The work used the de novo annotations to “identify cultivar-specific genes and define the core and dispensable genomes.” Expression analysis across cultivars and tissues, the authors write, “reveals conservation in expression between a large core set of homeologous genes, in addition to widespread changes in subgenome homeolog expression bias between cultivars and cultivar-specific expression profiles.”
They then utilized both the newly constructed gene-based wheat pan-genome and pan-transcriptome, demonstrating variation in the prolamin superfamily and immune-reactive proteins across cultivars.
Furthermore, this work has created an important resource for the worldwide wheat research community—a clear example of how national and international collaboration and new technologies can lead to scientific breakthroughs in global food security.
Much of the untapped genetic diversity may stem from how wheat has adapted to different environments over time, shaped by over 100 years of modern breeding and more than 10,000 years of cultivation.
“The new expression atlas allowed us to independently predict and compare the gene content of the wheat cultivars.
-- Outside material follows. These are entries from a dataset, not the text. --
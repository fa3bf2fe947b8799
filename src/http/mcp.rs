//! Root-mounted MCP endpoint (streamable HTTP, JSON responses only)

use crate::http::access_log::{self, MCP_SESSION_ID};
use crate::protocol::{McpReply, McpServer};
use std::convert::Infallible;
use std::sync::Arc;
use warp::http::header::{HeaderName, HeaderValue};
use warp::http::StatusCode;
use warp::hyper::body::Bytes;
use warp::reply::Response;
use warp::{Filter, Rejection, Reply};

/// Largest JSON-RPC body accepted
pub const MAX_BODY_BYTES: u64 = 4 * 1024 * 1024;

/// POST on any path not claimed by an earlier route, wrapped in access logging
pub fn mcp_route(
    server: Arc<McpServer>,
) -> impl Filter<Extract = (impl Reply,), Error = Rejection> + Clone {
    warp::post()
        .and(warp::body::content_length_limit(MAX_BODY_BYTES))
        .and(warp::body::bytes())
        .and(warp::any().map(move || server.clone()))
        .and_then(handle_mcp)
        .with(warp::log::custom(access_log::log_request))
}

async fn handle_mcp(body: Bytes, server: Arc<McpServer>) -> Result<Response, Infallible> {
    let reply = server.handle_body(&body).await;
    Ok(build_response(reply))
}

/// Status to send: the explicit one if the handler chose it, else 200
pub fn response_status(explicit: Option<StatusCode>) -> StatusCode {
    explicit.unwrap_or(StatusCode::OK)
}

fn build_response(reply: McpReply) -> Response {
    let (mut response, explicit_status) = match reply.body {
        Some(body) => (warp::reply::json(&body).into_response(), None),
        // Notifications only: acknowledged, nothing to return
        None => (warp::reply().into_response(), Some(StatusCode::ACCEPTED)),
    };

    *response.status_mut() = response_status(explicit_status);

    if let Some(session_id) = reply.session_id {
        if let Ok(value) = HeaderValue::from_str(&session_id) {
            response
                .headers_mut()
                .insert(HeaderName::from_static(MCP_SESSION_ID), value);
        }
    }

    response
}
//! MCP request dispatcher
//!
//! Turns JSON-RPC bodies into typed method calls against the [`ToolSystem`]
//! and serializes the outcome back into JSON-RPC responses. Transport
//! concerns (HTTP status, headers) stay in the `http` module.

use crate::error::AgentError;
use crate::protocol::messages::{
    CallToolParams, ErrorCode, Implementation, InitializeParams, InitializeResult,
    ListToolsResult, RpcError, RpcRequest, RpcResponse, ServerCapabilities, ToolsCapability,
    JSONRPC_VERSION, LATEST_PROTOCOL_VERSION, SUPPORTED_PROTOCOL_VERSIONS,
};
use crate::tools::ToolSystem;
use serde::Serialize;
use serde_json::{json, Value};
use tracing::{debug, error, Instrument};
use uuid::Uuid;

/// What the transport should send back for one HTTP body
#[derive(Debug, Clone, PartialEq)]
pub struct McpReply {
    /// Response document; `None` when every message was a notification
    pub body: Option<Value>,
    /// Set when an `initialize` call succeeded
    pub session_id: Option<String>,
}

struct Outcome {
    response: Option<RpcResponse>,
    session_id: Option<String>,
}

impl Outcome {
    fn reply(response: RpcResponse) -> Self {
        Self {
            response: Some(response),
            session_id: None,
        }
    }

    fn silent() -> Self {
        Self {
            response: None,
            session_id: None,
        }
    }
}

/// Model Context Protocol server exposing a fixed set of tools
pub struct McpServer {
    info: Implementation,
    tools: ToolSystem,
}

impl McpServer {
    pub fn new<N: Into<String>, V: Into<String>>(name: N, version: V, tools: ToolSystem) -> Self {
        Self {
            info: Implementation {
                name: name.into(),
                version: version.into(),
            },
            tools,
        }
    }

    pub fn server_info(&self) -> &Implementation {
        &self.info
    }

    /// Handle one raw HTTP body: a single message or a batch
    pub async fn handle_body(&self, body: &[u8]) -> McpReply {
        let message: Value = match serde_json::from_slice(body) {
            Ok(message) => message,
            Err(e) => {
                debug!("Rejecting unparseable JSON-RPC body: {}", e);
                return McpReply {
                    body: Some(to_json(&RpcResponse::failure(
                        Value::Null,
                        RpcError::new(ErrorCode::ParseError, format!("Parse error: {e}")),
                    ))),
                    session_id: None,
                };
            }
        };

        match message {
            Value::Array(batch) if batch.is_empty() => McpReply {
                body: Some(to_json(&RpcResponse::failure(
                    Value::Null,
                    RpcError::new(ErrorCode::InvalidRequest, "Invalid Request: empty batch"),
                ))),
                session_id: None,
            },
            Value::Array(batch) => {
                let mut responses = Vec::with_capacity(batch.len());
                let mut session_id = None;

                for entry in batch {
                    let outcome = self.handle_message(entry).await;
                    responses.extend(outcome.response);
                    session_id = session_id.or(outcome.session_id);
                }

                McpReply {
                    body: (!responses.is_empty()).then(|| to_json(&responses)),
                    session_id,
                }
            }
            single => {
                let outcome = self.handle_message(single).await;
                McpReply {
                    body: outcome.response.as_ref().map(to_json),
                    session_id: outcome.session_id,
                }
            }
        }
    }

    async fn handle_message(&self, message: Value) -> Outcome {
        let id_hint = message.get("id").cloned().unwrap_or(Value::Null);

        let request: RpcRequest = match serde_json::from_value(message) {
            Ok(request) => request,
            Err(e) => {
                return Outcome::reply(RpcResponse::failure(
                    id_hint,
                    RpcError::new(ErrorCode::InvalidRequest, format!("Invalid Request: {e}")),
                ));
            }
        };

        if request.jsonrpc != JSONRPC_VERSION {
            return Outcome::reply(RpcResponse::failure(
                id_hint,
                RpcError::new(
                    ErrorCode::InvalidRequest,
                    format!("Invalid Request: unsupported jsonrpc version '{}'", request.jsonrpc),
                ),
            ));
        }

        let is_initialize = request.method == "initialize";
        let span = crate::request_span!(method = %request.method);
        let Some(response) = self.handle_request(request).instrument(span).await else {
            return Outcome::silent();
        };

        let session_id = (is_initialize && response.error.is_none())
            .then(|| format!("mcp-session-{}", Uuid::new_v4()));

        Outcome {
            response: Some(response),
            session_id,
        }
    }

    /// Dispatch a decoded request; notifications yield `None`
    pub async fn handle_request(&self, request: RpcRequest) -> Option<RpcResponse> {
        if request.is_notification() {
            debug!(method = %request.method, "Received notification");
            return None;
        }
        let id = request.id.clone().unwrap_or(Value::Null);

        let result = match request.method.as_str() {
            "initialize" => self.initialize(request.params),
            "ping" => Ok(json!({})),
            "tools/list" => self.list_tools(),
            "tools/call" => self.call_tool(request.params).await,
            method => Err(RpcError::new(
                ErrorCode::MethodNotFound,
                format!("Method not found: {method}"),
            )),
        };

        Some(match result {
            Ok(result) => RpcResponse::success(id, result),
            Err(error) => RpcResponse::failure(id, error),
        })
    }

    fn initialize(&self, params: Option<Value>) -> Result<Value, RpcError> {
        let params: InitializeParams = match params {
            Some(params) => serde_json::from_value(params).map_err(|e| {
                RpcError::new(
                    ErrorCode::InvalidParams,
                    format!("Invalid initialize params: {e}"),
                )
            })?,
            None => InitializeParams::default(),
        };

        if let Some(client) = &params.client_info {
            debug!(client = %client.name, version = %client.version, "Client initializing");
        }

        let protocol_version = negotiate_protocol_version(params.protocol_version.as_deref());

        serialize_result(&InitializeResult {
            protocol_version: protocol_version.to_string(),
            capabilities: ServerCapabilities {
                tools: Some(ToolsCapability {
                    list_changed: false,
                }),
            },
            server_info: self.info.clone(),
        })
    }

    fn list_tools(&self) -> Result<Value, RpcError> {
        let tools = self
            .tools
            .list_tools()
            .iter()
            .map(|description| description.to_definition())
            .collect();

        serialize_result(&ListToolsResult { tools })
    }

    async fn call_tool(&self, params: Option<Value>) -> Result<Value, RpcError> {
        let params: CallToolParams = params
            .ok_or_else(|| AgentError::invalid_input("Missing tools/call params"))
            .and_then(|params| {
                serde_json::from_value(params).map_err(|e| {
                    AgentError::invalid_input(format!("Invalid tools/call params: {e}"))
                })
            })
            .map_err(|e| e.to_rpc_error())?;

        let arguments = params.arguments.unwrap_or_else(|| json!({}));

        match self.tools.execute_tool(&params.name, &arguments).await {
            Ok(result) => serialize_result(&result),
            Err(e) => {
                error!(tool = %params.name, "Tool call failed: {}", e);
                Err(AgentError::from(e).to_rpc_error())
            }
        }
    }
}

/// Echo the client's revision when we support it, otherwise offer our latest
pub fn negotiate_protocol_version(requested: Option<&str>) -> &'static str {
    requested
        .and_then(|requested| {
            SUPPORTED_PROTOCOL_VERSIONS
                .iter()
                .copied()
                .find(|supported| *supported == requested)
        })
        .unwrap_or(LATEST_PROTOCOL_VERSION)
}

fn serialize_result<T: Serialize>(result: &T) -> Result<Value, RpcError> {
    serde_json::to_value(result).map_err(|e| {
        AgentError::internal_error(format!("Failed to serialize result: {e}")).to_rpc_error()
    })
}

fn to_json<T: Serialize>(value: &T) -> Value {
    serde_json::to_value(value).unwrap_or(Value::Null)
}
We used those gene predictions together with the pan-transcriptome data to identify pronounced variation in the prolamin superfamily and immune-reactive proteins across cultivars,” asserts Manuel Spannagl, PhD, deputy group leader in the Plant Genome and Systems Biology Group at Helmholtz Munich.
This work will enable plant breeders to accelerate yield improvements and develop more resilient wheat varieties—better equipped to cope with rising temperatures, water shortages, and poor soil quality. Importantly, this can be done without increasing reliance on fertilizers, which are linked to biodiversity loss and pollution.
“This work demonstrates the power of technology to reveal novel biology, in this case hidden functional diversity which had not been documented before,” explains Karim Gharbi, head of technical genomics at the Earlham Institute. “Wheat pangenomics resources are growing rapidly with more diversity yet to be discovered.”